Milene trabalha com reciclagem nas aulas de Arte na escola, dialogando e mostrando aos educandos que não é somente reciclar, é repensar suas atitudes e envolver a comunidade. “Em 2021 o trabalho de Concurso de Design realizado na EMEF Santa Helena mobilizou todas as turmas, e com destaque as do 9º ano que tiveram o desafio de criar o desenho e o protótipo de um calçado com materiais de reuso”, recorda.
A educadora explica que, primeiramente os alunos pesquisaram no site do WWF Brasil a sua “Pegada Ecológica”, o site oferece um método promovido pela Global Footprint Network para medir a demanda humana e a quantidade de natureza necessária para sustentar as pessoas, da forma que cada um consome. “Muitos ficaram espantados, pois se manterem o modo de vida e consumo, precisaríamos de muito mais do que um planeta para “usar”, e que isso não vai acontecer, precisamos repensar nossas atitudes”, revela.
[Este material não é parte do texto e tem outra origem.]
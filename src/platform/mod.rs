//! Platform abstraction layer
//!
//! Handles browser/native differences for:
//! - Keyboard input
//! - Driving the loop from `requestAnimationFrame` (wasm32 only)

pub mod keyboard;
#[cfg(target_arch = "wasm32")]
pub mod web;

pub use keyboard::{Key, KeyState};
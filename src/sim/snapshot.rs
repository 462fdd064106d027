//! Read-only view of a run for renderers
//!
//! A snapshot borrows the state after a tick; renderers never get write access.

use serde::Serialize;

use super::difficulty::{Difficulty, DifficultyConfig};
use super::phase::GamePhase;
use super::state::{Fruit, GameState, Obstacle, Player};

/// Everything a renderer needs to draw one frame
#[derive(Debug, Clone, Copy, Serialize)]
pub struct Snapshot<'a> {
    pub phase: GamePhase,
    pub difficulty: Option<Difficulty>,
    pub config: Option<&'a DifficultyConfig>,
    pub player: &'a Player,
    pub obstacles: &'a [Obstacle],
    pub fruit: Option<&'a Fruit>,
    pub health: u32,
    pub max_health: u32,
    pub time_remaining: f32,
    pub fruits_collected: u32,
    pub fruits_to_win: u32,
    pub arena: (f32, f32),
    /// Simulation ticks since the run started
    pub ticks: u64,
    #[serde(skip)]
    warning_time: f32,
}

impl GameState {
    pub fn snapshot(&self) -> Snapshot<'_> {
        Snapshot {
            phase: self.phase,
            difficulty: self.difficulty,
            config: self.config(),
            player: &self.player,
            obstacles: &self.obstacles,
            fruit: self.fruit.as_ref(),
            health: self.health,
            max_health: self.tuning.max_health,
            time_remaining: self.time_remaining,
            fruits_collected: self.fruits_collected,
            fruits_to_win: self.tuning.fruits_to_win,
            arena: (self.tuning.arena_width, self.tuning.arena_height),
            ticks: self.time_ticks,
            warning_time: self.tuning.warning_time,
        }
    }
}

impl Snapshot<'_> {
    /// Countdown as "MM:SS"
    pub fn time_label(&self) -> String {
        format_time(self.time_remaining)
    }

    /// Timer should be drawn in the warning color
    pub fn timer_warning(&self) -> bool {
        self.time_remaining <= self.warning_time
    }

    /// Health as a fraction of the bar
    pub fn health_fraction(&self) -> f32 {
        self.health as f32 / self.max_health as f32
    }

    /// Time spent on a run, shown on the victory screen
    pub fn completion_time(&self) -> Option<f32> {
        match (self.phase, self.config) {
            (GamePhase::Won, Some(config)) => Some(config.initial_time - self.time_remaining),
            _ => None,
        }
    }
}

/// Format whole seconds as "MM:SS"
pub fn format_time(seconds: f32) -> String {
    let total = seconds.max(0.0).floor() as u32;
    format!("{:02}:{:02}", total / 60, total % 60)
}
Após os testes no site, cada estudante foi desenvolver desenho e protótipo do seu calçado, que deveria ser possível calçar, e utilizar materiais que iriam para descarte. “Após a execução dos protótipos fizemos uma live com julgadores das áreas de Arte, Design e Educação. A proposta foi se desvendando durante o processo, ampliamos e seguimos com registros fotográficos dos calçados nos espaços da escola, e percebemos muitos registros com um olhar sensível e também provocativo”, nota.
Seguindo o conteúdo desenvolvido com as turmas, sobre a Arte Contemporânea, na continuidade as turmas desenvolveram uma performance de protesto, com cartazes e utilizando nos pés os sapatos desenvolvidos. “Também aconteceu um desfile, onde passaram caminhando com seus calçados pelo tapete vermelho. Cada turma pensou em uma ação artística para provocar e fazer refletir os outros alunos e equipe da escola. A finalização ocorreu com um registro de vídeo de cada grupo. Esse trabalho realmente foi gratificante desenvolver”, vislumbra.
Após o concurso escolar, uma das julgadoras, Cristine Tedesco, chamou a professora dizendo que gostou muito de presenciar o envolvimento dos estudantes e o resultado dos trabalhos. “Essa parceria deu frutos e este ano, no projeto ‘Arte, Intersecções, Sustentabilidade’, que Cristine é a proponente, participarei com uma das oficinas, a de Arte Sustentável”, sublinha. O projeto é financiado pela Lei de Incentivo à Cultura (LIC-RS) e a divulgação oficial acontecerá durante o mês de agosto. Serão oferecidas oficinas de História da Arte, Teatro e Técnicas Artísticas, para adolescentes de escolas públicas e para a Associação de Surdos de Bento Gonçalves.